POWER-INDUSTRY stakeholders will review existing contracts entered into among gas suppliers, power producers and distribution utilities to find out ways on how not to pass on to consumers the incremental cost brought about by the shutdown of power plants.
“We are going to look into the GSPA [gas-supply purchase agreement] between SPEX [Shell Philippines Exploration BV] and the power plants, then the PSA [power-supply agreement] between the power plants and the distribution utility. We will look into these contracts and ask their inputs on how to address the policy of Energy Secretary Alfonso G. Cusi that there should be no price shock,” Energy Undersecretary Felix B. William B. Fuentebella said in a news conference on Wednesday.
The 20-day maintenance shutdown of the Malampaya natural-gas facility resulted in an incremental liquid-fuel cost at P0.66 per kilowatt-hour (kWh) that would be passed on by the Manila Electric Co. (Meralco) to power consumers.
Fuentebella was referring to Cusi’s pronouncement the Department of Energy (DOE) is keen on looking for ways of not passing on to consumers the incremental cost brought by the shutdown.
“We are planning to hold a conference among those involved to address a no pass-on policy,” Cusi said.
SPEX Managing Director Don Paulino, who was also present during the news conference, was asked if the company was willing to amend its GSPA with First Gas Corp. and Kepco Phlippines.
First Gas and Kepco are sourcing natural gas from the Malampaya gas field to run their gas plants.

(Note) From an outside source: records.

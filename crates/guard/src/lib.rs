//! RWA Guard - Oracle-verified ownership guard
//!
//! Fuses four independent evidence sources into one verdict per asset:
//!
//! ```text
//!                        ┌── LandRegistryCheck ───┐
//!  verify_ownership ─────┼── ProofOfReserveCheck ─┼──► ScoreCard ──► OwnershipVerification
//!   (per-asset lock)     ├── SpvControlCheck ─────┤    (fixed order)        │
//!                        └── AnomalyDetector ─────┘                         ├──► AuditSink
//!                                                                           └──► AlertPublisher
//! ```
//!
//! [`OwnershipVerificationOrchestrator::start_continuous_polling`] repeats
//! the verification on a fixed interval through the [`PollingScheduler`].
//!
//! # Example
//!
//! ```ignore
//! let guard = OwnershipVerificationOrchestrator::builder(assets)
//!     .with_config(GuardConfig::from_file("guard.json")?)
//!     .with_live_sources()?
//!     .with_transfers(transfers)
//!     .with_audit_sink(ledger)
//!     .build()?;
//!
//! let verdict = guard.verify_ownership("RWA-001", "").await;
//! ```

mod config;
mod error;
mod orchestrator;
mod scheduler;

pub use config::{
    GuardConfig, ENV_POLLING_INTERVAL_SECS, ENV_REGISTRIES, ENV_RESERVE_ORACLES, ENV_RPC_URL,
};
pub use error::{GuardError, GuardResult};
pub use orchestrator::{OrchestratorBuilder, OwnershipVerificationOrchestrator};
pub use scheduler::PollingScheduler;
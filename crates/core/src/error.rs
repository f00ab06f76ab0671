//! Core errors

use thiserror::Error;

/// Errors raised by core ports
#[derive(Debug, Error)]
pub enum CoreError {
    #[error("Asset repository error: {0}")]
    Repository(String),
}

/// Result type for core operations
pub type CoreResult<T> = Result<T, CoreError>;
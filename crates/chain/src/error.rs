//! Chain read errors

use thiserror::Error;

/// Errors from on-chain reads
#[derive(Debug, Error)]
pub enum ChainError {
    /// Node answered with a JSON-RPC error object
    #[error("RPC error {code}: {message}")]
    Rpc { code: i64, message: String },

    #[error("RPC transport failed: {0}")]
    Transport(#[source] reqwest::Error),

    #[error("Chain read timed out after {0}ms")]
    Timeout(u64),

    #[error("Invalid RPC response: {0}")]
    InvalidResponse(String),

    #[error("Invalid address: {0}")]
    InvalidAddress(String),

    /// Value does not fit the target integer type
    #[error("Value overflow decoding {0}")]
    Overflow(&'static str),
}
//! Ownership alerts

use chrono::{DateTime, Utc};
use serde::{Deserialize, Serialize};

use rwaguard_core::{OracleScore, OwnershipVerification, RecommendedAction};

/// Raised when a verification recommends an action
#[derive(Debug, Clone, PartialEq, Serialize, Deserialize)]
pub struct OwnershipAlert {
    pub asset_id: String,
    pub action: RecommendedAction,
    pub risk_score: OracleScore,
    pub flags: Vec<String>,
    pub raised_at: DateTime<Utc>,
}

impl OwnershipAlert {
    /// Alert for a verification, or `None` when no action is recommended
    pub fn from_verification(verification: &OwnershipVerification) -> Option<Self> {
        if !verification.recommended_action.is_actionable() {
            return None;
        }

        Some(Self {
            asset_id: verification.asset_id.clone(),
            action: verification.recommended_action,
            risk_score: verification.oracle_score,
            flags: verification.risk_flags.clone(),
            raised_at: Utc::now(),
        })
    }

    /// Burning tokens cannot be undone
    pub fn is_irreversible(&self) -> bool {
        self.action == RecommendedAction::BurnTokens
    }
}
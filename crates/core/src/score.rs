//! Oracle score and score card
//!
//! Every verification starts at full confidence (`1.0`) and each sub-check
//! subtracts a fixed penalty. The sum is clamped into `[0, 1]`.
//!
//! Scores use `Decimal` so that `1.0 - 0.5 - 0.4` is exactly `0.1` and the
//! threshold mapping never flips on a rounding error.

use rust_decimal::Decimal;
use rust_decimal_macros::dec;
use serde::{Deserialize, Serialize};

use crate::check::CheckOutcome;
use crate::verification::VerificationDetails;

/// Land registry reports a different owner than the SPV
pub const REGISTRY_MISMATCH_PENALTY: Decimal = dec!(0.5);
/// Land registry record modified inside the recent-change window
pub const REGISTRY_RECENT_CHANGE_PENALTY: Decimal = dec!(0.2);
/// Attested reserves below issued supply
pub const RESERVE_SHORTFALL_PENALTY: Decimal = dec!(0.3);
/// SPV no longer controls the asset contract
pub const CONTROL_LOST_PENALTY: Decimal = dec!(0.4);
/// SPV control changed hands inside the recent-change window
pub const CONTROL_RECENT_TRANSFER_PENALTY: Decimal = dec!(0.15);
/// Flat penalty for any number of anomaly conditions
pub const ANOMALY_PENALTY: Decimal = dec!(0.2);
/// Evidence source configured but unreachable
pub const UNAVAILABLE_PENALTY: Decimal = dec!(0.1);

/// Confidence in valid, exclusive ownership. Always within `[0, 1]`.
#[derive(Debug, Clone, Copy, PartialEq, Eq, PartialOrd, Ord, Hash, Serialize, Deserialize)]
#[serde(transparent)]
pub struct OracleScore(#[serde(with = "rust_decimal::serde::float")] Decimal);

impl OracleScore {
    pub const ZERO: OracleScore = OracleScore(Decimal::ZERO);
    pub const FULL: OracleScore = OracleScore(Decimal::ONE);
    /// Cautious middle value used when the pipeline itself fails
    pub const UNCERTAIN: OracleScore = OracleScore(dec!(0.5));

    /// Create a score, clamping into `[0, 1]`
    pub fn clamped(value: Decimal) -> Self {
        OracleScore(value.clamp(Decimal::ZERO, Decimal::ONE))
    }

    /// Underlying decimal value
    pub fn value(&self) -> Decimal {
        self.0
    }
}

impl Default for OracleScore {
    fn default() -> Self {
        OracleScore::FULL
    }
}

impl std::fmt::Display for OracleScore {
    fn fmt(&self, f: &mut std::fmt::Formatter<'_>) -> std::fmt::Result {
        write!(f, "{}", self.0.normalize())
    }
}

/// Accumulates sub-check outcomes into a score, flags and details
///
/// Outcomes must be applied in a fixed order so that flags are ordered
/// deterministically; the score itself is order-independent.
#[derive(Debug, Clone)]
pub struct ScoreCard {
    raw: Decimal,
    flags: Vec<String>,
    details: VerificationDetails,
}

impl Default for ScoreCard {
    fn default() -> Self {
        Self::new()
    }
}

impl ScoreCard {
    /// Start at full confidence with no flags
    pub fn new() -> Self {
        Self {
            raw: Decimal::ONE,
            flags: Vec::new(),
            details: VerificationDetails::default(),
        }
    }

    /// Fold one sub-check outcome into the card
    pub fn apply(&mut self, outcome: CheckOutcome) {
        self.raw -= outcome.penalty;
        self.flags.extend(outcome.flags);
        self.details.set(outcome.kind, outcome.executed);
    }

    /// Unclamped running total (may be negative)
    pub fn raw(&self) -> Decimal {
        self.raw
    }

    /// Clamped score
    pub fn score(&self) -> OracleScore {
        OracleScore::clamped(self.raw)
    }

    /// Flags in the order outcomes were applied
    pub fn flags(&self) -> &[String] {
        &self.flags
    }

    /// Which checks executed so far
    pub fn details(&self) -> VerificationDetails {
        self.details
    }

    /// Consume the card into its parts
    pub fn finish(self) -> (OracleScore, Vec<String>, VerificationDetails) {
        (OracleScore::clamped(self.raw), self.flags, self.details)
    }
}
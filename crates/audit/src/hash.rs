//! Hash chain utilities for audit integrity

use sha2::{Digest, Sha256};

use crate::entry::AuditEntry;
use crate::error::{AuditError, AuditResult};
use crate::ledger::LedgerRecord;

/// `prev_hash` of the first record
pub const GENESIS: &str = "GENESIS";

/// SHA-256 over the record position and every entry field
pub fn calculate_record_hash(sequence: u64, prev_hash: &str, entry: &AuditEntry) -> String {
    let mut hasher = Sha256::new();

    hasher.update(sequence.to_le_bytes());
    hasher.update(prev_hash.as_bytes());
    hasher.update(entry.id.as_bytes());
    hasher.update(entry.asset_id.as_bytes());
    hasher.update(entry.decision_type.as_bytes());
    hasher.update(entry.decision.to_string().as_bytes());
    // Display is normalized, so 0.10 and 0.1 hash alike
    hasher.update(entry.risk_score.to_string().as_bytes());

    for flag in &entry.reasoning.flags {
        hasher.update((flag.len() as u64).to_le_bytes());
        hasher.update(flag.as_bytes());
    }

    let details = &entry.reasoning.verification_details;
    hasher.update([
        details.land_registry_check as u8,
        details.proof_of_reserve_check as u8,
        details.spv_control_check as u8,
        details.anomaly_check as u8,
    ]);
    hasher.update(entry.reasoning.recommended_action.to_string().as_bytes());
    hasher.update(entry.created_at.to_rfc3339().as_bytes());

    hex::encode(hasher.finalize())
}

/// Verify links, hashes and sequence numbers of a record run
pub fn verify_chain(records: &[LedgerRecord]) -> AuditResult<()> {
    let mut prev_hash = GENESIS.to_string();

    for (i, record) in records.iter().enumerate() {
        if record.prev_hash != prev_hash {
            return Err(AuditError::BrokenLink {
                sequence: record.sequence,
                expected: prev_hash,
                actual: record.prev_hash.clone(),
            });
        }

        let calculated = calculate_record_hash(record.sequence, &record.prev_hash, &record.entry);
        if record.hash != calculated {
            return Err(AuditError::InvalidHash {
                sequence: record.sequence,
                expected: calculated,
                actual: record.hash.clone(),
            });
        }

        let expected = i as u64 + 1;
        if record.sequence != expected {
            return Err(AuditError::InvalidSequence {
                expected,
                actual: record.sequence,
            });
        }

        prev_hash = record.hash.clone();
    }

    Ok(())
}
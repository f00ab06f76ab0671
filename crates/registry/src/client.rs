//! Land registry client

use async_trait::async_trait;
use reqwest::{Client, StatusCode, Url};
use serde::{Deserialize, Serialize};
use std::collections::HashMap;
use std::time::Duration;

use crate::error::RegistryError;
use crate::types::RegistryRecord;

/// Endpoint and credential of one jurisdiction's registry
#[derive(Debug, Clone, PartialEq, Eq, Serialize, Deserialize)]
pub struct RegistryEndpoint {
    pub endpoint: String,
    #[serde(default)]
    pub api_key: String,
}

impl RegistryEndpoint {
    pub fn new(endpoint: impl Into<String>, api_key: impl Into<String>) -> Self {
        Self {
            endpoint: endpoint.into(),
            api_key: api_key.into(),
        }
    }
}

/// Ownership registry interface
///
/// Implementations:
/// - HttpRegistryClient: REST registries keyed by jurisdiction
/// - MockRegistry: fixed records for testing
#[async_trait]
pub trait OwnershipRegistry: Send + Sync {
    /// Whether a registry exists for the jurisdiction
    fn is_configured(&self, jurisdiction: &str) -> bool;

    /// Fetch the current ownership record for a registry reference
    async fn fetch_record(
        &self,
        jurisdiction: &str,
        registry_reference: &str,
    ) -> Result<RegistryRecord, RegistryError>;
}

/// HTTP client for jurisdiction registries
///
/// `GET {endpoint}/{registry_reference}` with bearer auth.
pub struct HttpRegistryClient {
    http: Client,
    endpoints: HashMap<String, RegistryEndpoint>,
    timeout: Duration,
}

impl HttpRegistryClient {
    pub fn new(
        endpoints: HashMap<String, RegistryEndpoint>,
        timeout: Duration,
    ) -> Result<Self, RegistryError> {
        let http = Client::builder()
            .timeout(timeout)
            .build()
            .map_err(RegistryError::Request)?;

        Ok(Self {
            http,
            endpoints,
            timeout,
        })
    }

    /// Jurisdictions with a configured endpoint
    pub fn jurisdictions(&self) -> impl Iterator<Item = &str> {
        self.endpoints.keys().map(String::as_str)
    }

    fn record_url(endpoint: &str, reference: &str) -> Result<Url, RegistryError> {
        let invalid = |reason: String| RegistryError::InvalidEndpoint {
            endpoint: endpoint.to_string(),
            reason,
        };

        let mut url = Url::parse(endpoint).map_err(|e| invalid(e.to_string()))?;
        url.path_segments_mut()
            .map_err(|_| invalid("cannot be a base URL".to_string()))?
            .pop_if_empty()
            .push(reference);
        Ok(url)
    }

    fn map_send_error(&self, error: reqwest::Error) -> RegistryError {
        if error.is_timeout() {
            RegistryError::Timeout(self.timeout.as_millis() as u64)
        } else {
            RegistryError::Request(error)
        }
    }
}

#[async_trait]
impl OwnershipRegistry for HttpRegistryClient {
    fn is_configured(&self, jurisdiction: &str) -> bool {
        self.endpoints.contains_key(jurisdiction)
    }

    async fn fetch_record(
        &self,
        jurisdiction: &str,
        registry_reference: &str,
    ) -> Result<RegistryRecord, RegistryError> {
        let config = self
            .endpoints
            .get(jurisdiction)
            .ok_or_else(|| RegistryError::NotConfigured(jurisdiction.to_string()))?;
        let url = Self::record_url(&config.endpoint, registry_reference)?;

        tracing::debug!(jurisdiction, %url, "Querying land registry");

        let response = self
            .http
            .get(url)
            .bearer_auth(&config.api_key)
            .send()
            .await
            .map_err(|e| self.map_send_error(e))?;

        let status = response.status();
        if status != StatusCode::OK {
            return Err(RegistryError::Status {
                status: status.as_u16(),
                reference: registry_reference.to_string(),
            });
        }

        let body = response.text().await.map_err(|e| self.map_send_error(e))?;
        serde_json::from_str(&body).map_err(|e| RegistryError::Decode(e.to_string()))
    }
}

#[cfg(test)]
mod tests {
    use super::*;
    use serde_json::json;
    use wiremock::matchers::{header, method, path};
    use wiremock::{Mock, MockServer, ResponseTemplate};

    fn client_for(server: &MockServer, timeout: Duration) -> HttpRegistryClient {
        let mut endpoints = HashMap::new();
        endpoints.insert(
            "UK".to_string(),
            RegistryEndpoint::new(format!("{}/titles", server.uri()), "secret-key"),
        );
        HttpRegistryClient::new(endpoints, timeout).unwrap()
    }

    #[tokio::test]
    async fn test_fetch_record_with_bearer_auth() {
        let server = MockServer::start().await;
        Mock::given(method("GET"))
            .and(path("/titles/TITLE-123"))
            .and(header("authorization", "Bearer secret-key"))
            .respond_with(ResponseTemplate::new(200).set_body_json(json!({
                "current_owner_name": "Harbour SPV Ltd",
                "current_owner_id": "SPV-LTD-42",
                "last_modified_date": "2023-11-05",
                "status": "registered"
            })))
            .mount(&server)
            .await;

        let client = client_for(&server, Duration::from_secs(5));
        let record = client.fetch_record("UK", "TITLE-123").await.unwrap();

        assert_eq!(record.current_owner_id.as_deref(), Some("SPV-LTD-42"));
        assert_eq!(record.status.as_deref(), Some("registered"));
        assert!(record.last_modified_date.is_some());
    }

    #[tokio::test]
    async fn test_unconfigured_jurisdiction() {
        let server = MockServer::start().await;
        let client = client_for(&server, Duration::from_secs(5));

        assert!(client.is_configured("UK"));
        assert!(!client.is_configured("FR"));
        let result = client.fetch_record("FR", "X").await;
        assert!(matches!(result, Err(RegistryError::NotConfigured(j)) if j == "FR"));
    }

    #[tokio::test]
    async fn test_http_error_status() {
        let server = MockServer::start().await;
        Mock::given(method("GET"))
            .respond_with(ResponseTemplate::new(404))
            .mount(&server)
            .await;

        let client = client_for(&server, Duration::from_secs(5));
        let result = client.fetch_record("UK", "MISSING").await;

        assert!(matches!(result, Err(RegistryError::Status { status: 404, .. })));
    }

    #[tokio::test]
    async fn test_timeout() {
        let server = MockServer::start().await;
        Mock::given(method("GET"))
            .respond_with(
                ResponseTemplate::new(200)
                    .set_body_json(json!({ "current_owner_id": "SPV" }))
                    .set_delay(Duration::from_millis(500)),
            )
            .mount(&server)
            .await;

        let client = client_for(&server, Duration::from_millis(50));
        let result = client.fetch_record("UK", "SLOW").await;

        assert!(matches!(result, Err(RegistryError::Timeout(50))));
    }

    #[tokio::test]
    async fn test_garbage_body() {
        let server = MockServer::start().await;
        Mock::given(method("GET"))
            .respond_with(ResponseTemplate::new(200).set_body_string("<html>maintenance</html>"))
            .mount(&server)
            .await;

        let client = client_for(&server, Duration::from_secs(5));
        let result = client.fetch_record("UK", "TITLE-123").await;

        assert!(matches!(result, Err(RegistryError::Decode(_))));
    }

    #[test]
    fn test_record_url_encodes_reference() {
        let url = HttpRegistryClient::record_url("https://registry.example/api/", "LOT 7/B").unwrap();
        assert_eq!(url.as_str(), "https://registry.example/api/LOT%207%2FB");
    }
}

“The first thing is we have a contract with the gas users. We need to talk with them and the DOE and Meralco and see what we can do. We are willing to explore opportunities,” Paulino said.
The GSPA of SPEX with the gas plants and the PSA between the power plants and Meralco allow incremental cost to be passed on to consumers, Fuentebella said. These contracts were all approved by the Energy Regulatory Commission (ERC).
Meralco Utility Economics Head Lawrence Fernandez said the parties must “agree upon” any changes that will be made in the contract. Should there be any changes, “these will have to pass the legal test”.
Fuentebella said if all parties are willing to cooperate, then “the sanctity of the contracts will not be violated.” He said the ERC would also be involved in the discussion.
Paulino could not say when the next scheduled maintenance shutdown of the Malampaya gas facility will be. Prior to this year’s 20-day shutdown, the facility underwent the same maintenance work in 2015 and 2013. It is expected there could be two or three more maintenance shutdown incidents at the Malampaya gas field before the license of SPEX expires in 2024.
Fuentebella said it will take a year for all concerned parties to work on the possibility of not passing on to consumers any incremental cost.
“That is our goal na sa susunod na Malampaya shutdown ay walang price shock,” the DOE official said.
The Malampaya Gas-to-Power Project supplies natural gas to five natural gas-power plants located in Batangas, namely, Santa Rita (1,000 MW), San Lorenzo (500 MW), Ilijan (1,200 MW), Avion (97 MW) and San Gabriel (414 MW).
These plants supply an aggregate capacity of 2,565 MW to Meralco’s franchise area.